All that August day, Merriman's widow, Val, had done what she could to steel herself The night before, she had spoken with the minister, Brother Paul, and told him only that her husband had been involved in "a terrible accident." Those were the very words he used from the pulpit of the Church of Christ addressing some thirty-five mourners, among them many brawny young men with weathered faces and aviator glasses tucked into their coat pockets.

In a pew close to Val sat Dorothy "Dot" Kreinheder, a casual friend who had worked with John and now took a more than casual interest in Val's well-being. If she was there to offer Val Merriman emotional support, she was also there to ensure that the widow said nothing that might raise questions about Merriman's death or implicate the CIA Kreinheder had made herself indispensable, even purchasing Val's mourning dress (a black affair with a low circular collar and white inset), a snug black pill- box hat, and the black fabric purse Val would clutch to her side, knowing it held a picture of her husband.

By all accounts, Merriman's was an utterly unremarkable and prosaic passing. The local newspaper reported what the family had told them: that Merriman had been in an auto accident the evening of August 20 while at Ramey Air Force Base in Puerto Rico. The precise cause of death, it was said, was a pulmonary embolism. It was all in black and white on his death certificate, his autopsy report, and his cemetery record. Merriman had had the misfortune to somehow strike "a road abutment"-the words appear- ing on his official death certificate. As a common traffic fatality he hardly seemed worthy of such hallowed ground.

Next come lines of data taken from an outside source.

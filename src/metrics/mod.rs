use prometheus::{
    Encoder, Histogram, HistogramOpts, IntCounter, IntCounterVec, Opts, Registry, TextEncoder,
};

use crate::event_sourcing::{Event, EventProcessor};

// ============================================================================
// Metrics Module - Prometheus metrics for emitted events
// ============================================================================
//
// Provides:
// - Events processed, by event name
// - Batches delivered and their size distribution
//
// Register a `MetricsProcessor` on an aggregate to record its emissions.
// ============================================================================

pub struct Metrics {
    registry: Registry,

    pub events_processed: IntCounterVec,
    pub event_batches: IntCounter,
    pub event_batch_size: Histogram,
}

impl Metrics {
    pub fn new() -> anyhow::Result<Self> {
        let registry = Registry::new();

        let events_processed = IntCounterVec::new(
            Opts::new("events_processed_total", "Total domain events delivered to processors"),
            &["event"],
        )?;
        registry.register(Box::new(events_processed.clone()))?;

        let event_batches = IntCounter::new(
            "event_batches_total",
            "Total event batches emitted",
        )?;
        registry.register(Box::new(event_batches.clone()))?;

        let event_batch_size = Histogram::with_opts(
            HistogramOpts::new("event_batch_size", "Number of events per emitted batch")
                .buckets(vec![0.0, 1.0, 2.0, 5.0, 10.0, 25.0, 50.0, 100.0]),
        )?;
        registry.register(Box::new(event_batch_size.clone()))?;

        Ok(Self {
            registry,
            events_processed,
            event_batches,
            event_batch_size,
        })
    }

    pub fn registry(&self) -> &Registry {
        &self.registry
    }

    pub fn record_batch(&self, events: &[Event]) {
        self.event_batches.inc();
        self.event_batch_size.observe(events.len() as f64);
        for event in events {
            self.events_processed.with_label_values(&[event.name()]).inc();
        }
    }

    /// Render all metrics in the Prometheus text exposition format
    pub fn gather_text(&self) -> anyhow::Result<String> {
        let encoder = TextEncoder::new();
        let mut buffer = Vec::new();
        encoder.encode(&self.registry.gather(), &mut buffer)?;
        Ok(String::from_utf8(buffer)?)
    }
}

/// Processor that records every batch it receives
pub struct MetricsProcessor {
    metrics: std::sync::Arc<Metrics>,
}

impl MetricsProcessor {
    pub fn new(metrics: std::sync::Arc<Metrics>) -> Self {
        Self { metrics }
    }
}

impl EventProcessor for MetricsProcessor {
    fn process(&self, events: &[Event]) {
        self.metrics.record_batch(events);
    }

    fn name(&self) -> &str {
        "metrics"
    }
}

#[cfg(test)]
mod tests {
    use super::*;
    use crate::event_sourcing::Aggregate;
    use serde_json::json;
    use std::sync::Arc;

    #[test]
    fn test_metrics_creation() {
        let metrics = Metrics::new().unwrap();
        assert_eq!(metrics.event_batches.get(), 0);
    }

    #[test]
    fn test_record_batch_counts_by_name() {
        let metrics = Metrics::new().unwrap();

        metrics.record_batch(&[
            Event::new("item_added", json!({})),
            Event::new("item_added", json!({})),
            Event::new("item_removed", json!({})),
        ]);

        assert_eq!(metrics.event_batches.get(), 1);
        assert_eq!(metrics.events_processed.with_label_values(&["item_added"]).get(), 2);
        assert_eq!(metrics.events_processed.with_label_values(&["item_removed"]).get(), 1);
        assert_eq!(metrics.event_batch_size.get_sample_count(), 1);
    }

    #[test]
    fn test_metrics_processor_on_aggregate() {
        let metrics = Arc::new(Metrics::new().unwrap());
        let processor = Arc::new(MetricsProcessor::new(metrics.clone()));

        Aggregate::new("cart", "A".to_string(), vec![processor])
            .add_event(Event::new("item_added", json!({"sku": "A"})))
            .emit_events();

        assert_eq!(metrics.event_batches.get(), 1);
        assert_eq!(metrics.events_processed.with_label_values(&["item_added"]).get(), 1);
    }

    #[test]
    fn test_gather_text() {
        let metrics = Metrics::new().unwrap();
        metrics.record_batch(&[Event::new("item_added", json!({}))]);

        let text = metrics.gather_text().unwrap();
        assert!(text.contains("event_batches_total 1"));
        assert!(text.contains("events_processed_total{event=\"item_added\"} 1"));
    }
}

But Val Merriman knew otherwise. She knew the death certificate had been dummied up, the newspapers duped, and the pathologist misled. She knew it was all part of one grand lie-everything, that is, except the one undeniable fact: John Merriman was dead. Still, she was determined to be a good CIA wife to the very end, to cling to the cover story and not ask questions. It was nobody's business but "the Company's." In the midst of her sorrow, she would deliver the performance of a lifetime. She was not even to tell her three young sons the truth of their father's death, at least not until years later when the boys could be trusted not to tell a soul. Jon, Bruce, and Eric were not even to be there at their father's funeral.

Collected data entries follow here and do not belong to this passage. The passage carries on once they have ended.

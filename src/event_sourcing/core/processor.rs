use tracing::Level;

use super::event::Event;

// ============================================================================
// Event Processor Capability
// ============================================================================
//
// Processors are registered on an aggregate at construction and receive the
// full pending batch on every emission. They report nothing back; retries,
// persistence and error handling are the processor's own business.
//
// ============================================================================

pub trait EventProcessor: Send + Sync {
    /// Consume one batch of events, oldest first
    fn process(&self, events: &[Event]);

    /// Label used in logs
    fn name(&self) -> &str {
        std::any::type_name::<Self>()
    }
}

impl<F> EventProcessor for F
where
    F: Fn(&[Event]) + Send + Sync,
{
    fn process(&self, events: &[Event]) {
        self(events)
    }
}

/// Writes one tracing record per event
#[derive(Debug, Clone)]
pub struct LoggingProcessor {
    level: Level,
}

impl LoggingProcessor {
    pub fn new(level: Level) -> Self {
        Self { level }
    }
}

impl Default for LoggingProcessor {
    fn default() -> Self {
        Self::new(Level::INFO)
    }
}

impl EventProcessor for LoggingProcessor {
    fn process(&self, events: &[Event]) {
        for event in events {
            let id = event.id();
            let kind = event.name();
            let timestamp = event.timestamp();
            match self.level {
                Level::ERROR => tracing::error!(%id, event = kind, %timestamp, "Domain event"),
                Level::WARN => tracing::warn!(%id, event = kind, %timestamp, "Domain event"),
                Level::INFO => tracing::info!(%id, event = kind, %timestamp, "Domain event"),
                Level::DEBUG => tracing::debug!(%id, event = kind, %timestamp, "Domain event"),
                _ => tracing::trace!(%id, event = kind, %timestamp, "Domain event"),
            }
        }
    }

    fn name(&self) -> &str {
        "logging"
    }
}
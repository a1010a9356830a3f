use chrono::{DateTime, Utc};
use serde::{de::DeserializeOwned, Deserialize, Serialize};
use serde_json::{json, Value};
use uuid::Uuid;

use crate::common::{
    ensure_arity, extract_element, has_tag, DomainError, DomainResult, ErrorKind,
    INVALID_EVENT_TYPE, STRUCTURE_INDEX, TAGGED_ARITY,
};
use super::clock::{Clock, SystemClock};
use super::tagged::{Tagged, EVENT_TAG};

// ============================================================================
// Domain Event - An immutable fact
// ============================================================================
//
// Created once, never mutated. Events are cloned into an aggregate's pending
// queue and handed to processors by reference on emission.
//
// ============================================================================

#[derive(Serialize, Deserialize, Clone, Debug, PartialEq)]
pub struct Event {
    id: Uuid,
    name: String,
    payload: Value,
    timestamp: DateTime<Utc>,
}

impl Event {
    /// Create an event stamped with the current wall-clock time
    pub fn new(name: impl Into<String>, payload: impl Into<Value>) -> Self {
        Self::new_at(name, payload, &SystemClock)
    }

    /// Create an event stamped by the given clock
    pub fn new_at(name: impl Into<String>, payload: impl Into<Value>, clock: &dyn Clock) -> Self {
        Self {
            id: Uuid::now_v7(),
            name: name.into(),
            payload: payload.into(),
            timestamp: clock.now(),
        }
    }

    /// Create an event from any serializable payload
    pub fn from_data<T: Serialize>(name: impl Into<String>, data: &T) -> DomainResult<Self> {
        let payload = serde_json::to_value(data).map_err(|e| {
            DomainError::internal(format!("failed to serialize event payload: {}", e))
        })?;
        Ok(Self::new(name, payload))
    }

    pub fn id(&self) -> Uuid {
        self.id
    }

    pub fn name(&self) -> &str {
        &self.name
    }

    pub fn payload(&self) -> &Value {
        &self.payload
    }

    pub fn timestamp(&self) -> DateTime<Utc> {
        self.timestamp
    }

    /// Decode the payload into a typed value
    pub fn decode_payload<T: DeserializeOwned>(&self) -> DomainResult<T> {
        T::deserialize(&self.payload).map_err(|e| {
            DomainError::structured(
                ErrorKind::Event,
                json!({ "event": self.name, "reason": e.to_string() }),
            )
        })
    }
}

// ============================================================================
// Tagged Inspection
// ============================================================================

pub fn is_event<E>(value: &Tagged<E>) -> bool {
    match value {
        Tagged::Event(_) => true,
        Tagged::Other(Value::Array(items)) => has_tag(items, EVENT_TAG),
        _ => false,
    }
}

/// The whole event structure
pub fn structure<E>(value: &Tagged<E>) -> DomainResult<&Event> {
    match value {
        Tagged::Event(event) => Ok(event),
        Tagged::Other(Value::Array(items)) if has_tag(items, EVENT_TAG) => {
            // Arity faults surface as-is; an untyped structure is never promoted.
            extract_element(items, STRUCTURE_INDEX)?;
            ensure_arity(items, TAGGED_ARITY)?;
            Err(DomainError::event(INVALID_EVENT_TYPE))
        }
        _ => Err(DomainError::event(INVALID_EVENT_TYPE)),
    }
}

pub fn payload<E>(value: &Tagged<E>) -> DomainResult<&Value> {
    structure(value).map(Event::payload)
}

// ============================================================================
// Event Serialization Helpers
// ============================================================================

pub fn serialize_event(event: &Event) -> DomainResult<String> {
    serde_json::to_string(event)
        .map_err(|e| DomainError::internal(format!("failed to serialize event: {}", e)))
}

pub fn deserialize_event(json: &str) -> DomainResult<Event> {
    serde_json::from_str(json).map_err(|e| {
        DomainError::structured(ErrorKind::Event, json!({ "reason": e.to_string() }))
    })
}

// ============================================================================
// Tests
// ============================================================================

At least thirty-three-year-old Val Merriman might draw some small comfort from knowing that her husband had received the best of medical attention in his final hours and that he died among people \vho cared about him in the Puerto Rican hospital. Syd Stembridge, a senior CIA officer and friend, had shared with Val a detailed account of Merriman's final evening. John, he told her, had known little pain He had been resting quietly that evening and was well provided for. He even asked for a bowl of ice cream, which the nurse promptly brought him. He polished it off with boyish delight, then lapsed into a peaceful sleep from which he did not awaken. What Val Merriman could not know was that her husband was never in a Puerto Rican hospital and that the story of the ice cream was pure invention, a fiction within a fiction. No one at the Agency could bring themselves to tell her the truth. It was that gruesome.

What she did know was that her husband possessed the stuff of which heroes are made. Others knew it too. A quiet man of modest height and build, he had a glint of mischief in his eyes and a pencil-thin mustache that gave him the look of a dashing Hollywood roue. He was ruggedly individualistic, with an insatiable yen for action and a confidence in his skills that was easily mistaken as a disdain for risk.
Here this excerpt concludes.